Below are the records; pull every line that includes "FavoriteHouse".

──────── Records shown

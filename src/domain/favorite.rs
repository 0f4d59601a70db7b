// src/domain/favorite.rs

use crate::domain::selection::PropertySelection;
use crate::errors::ServerError;
use chrono::NaiveDateTime;

/// A saved house. Stored under the owning account and keyed by provider ID,
/// so saving the same property twice overwrites the earlier record.
#[derive(Debug, Clone, PartialEq)]
pub struct FavoriteHouse {
    pub provider_id: String,
    pub address: Option<String>,
    pub city: Option<String>,
    pub zipcode: Option<String>,
    pub url: Option<String>,
}

/// A favorite as read back from the store.
#[derive(Debug, Clone)]
pub struct SavedFavorite {
    pub house: FavoriteHouse,
    pub saved_at: NaiveDateTime,
}

impl FavoriteHouse {
    /// The provider ID is the record key, so a selection without one cannot
    /// be saved.
    pub fn from_selection(selection: &PropertySelection) -> Result<Self, ServerError> {
        let provider_id = selection
            .provider_id
            .clone()
            .ok_or_else(|| ServerError::BadRequest("property has no provider ID".into()))?;

        Ok(Self {
            provider_id,
            address: selection.address.clone(),
            city: selection.city.clone(),
            zipcode: selection.zipcode.clone(),
            url: selection.url.clone(),
        })
    }
}
use std::error::Error;
use std::fmt;

#[derive(Debug)]
pub enum ProviderError {
    Config(String),
    Network(String),
    Status { code: u16, body: String },
    JsonParse(String),
}

impl fmt::Display for ProviderError {
    fn fmt(&self, f: &mut fmt::Formatter<'_>) -> fmt::Result {
        match self {
            ProviderError::Config(msg) => write!(f, "Provider not configured: {msg}"),
            ProviderError::Network(msg) => write!(f, "Network error: {msg}"),
            ProviderError::Status { code, body } => write!(f, "HTTP {code}: {body}"),
            ProviderError::JsonParse(msg) => write!(f, "JSON parse error: {msg}"),
        }
    }
}

impl Error for ProviderError {}
pub mod components;
pub mod layouts;
pub mod pages;

// Re-exports for convenience
pub use components::card;
pub use layouts::desktop::desktop_layout;
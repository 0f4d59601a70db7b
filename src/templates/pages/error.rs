use maud::{html, Markup, DOCTYPE};

/// Standalone error page; does not depend on the layout so it renders even
/// when the request never got far enough to know who the user is.
pub fn error_page(status: u16, message: &str) -> Markup {
    html! {
        (DOCTYPE)
        html lang="en" {
            head {
                meta charset="utf-8";
                title { "Error " (status) }
                style {
                    "body { font-family: system-ui, sans-serif; max-width: 720px; margin: 4rem auto; padding: 1rem; }"
                    "h1 { font-size: 2rem; margin-bottom: 1rem; }"
                    "p { font-size: 1.1rem; color: #444; }"
                }
            }
            body {
                h1 { "Error " (status) }
                p { (message) }
                p { a href="/" { "← Back to search" } }
            }
        }
    }
}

────────────────

* **Answer below**:
pub struct FavoriteHouse {
    pub house: FavoriteHouse,
impl FavoriteHouse {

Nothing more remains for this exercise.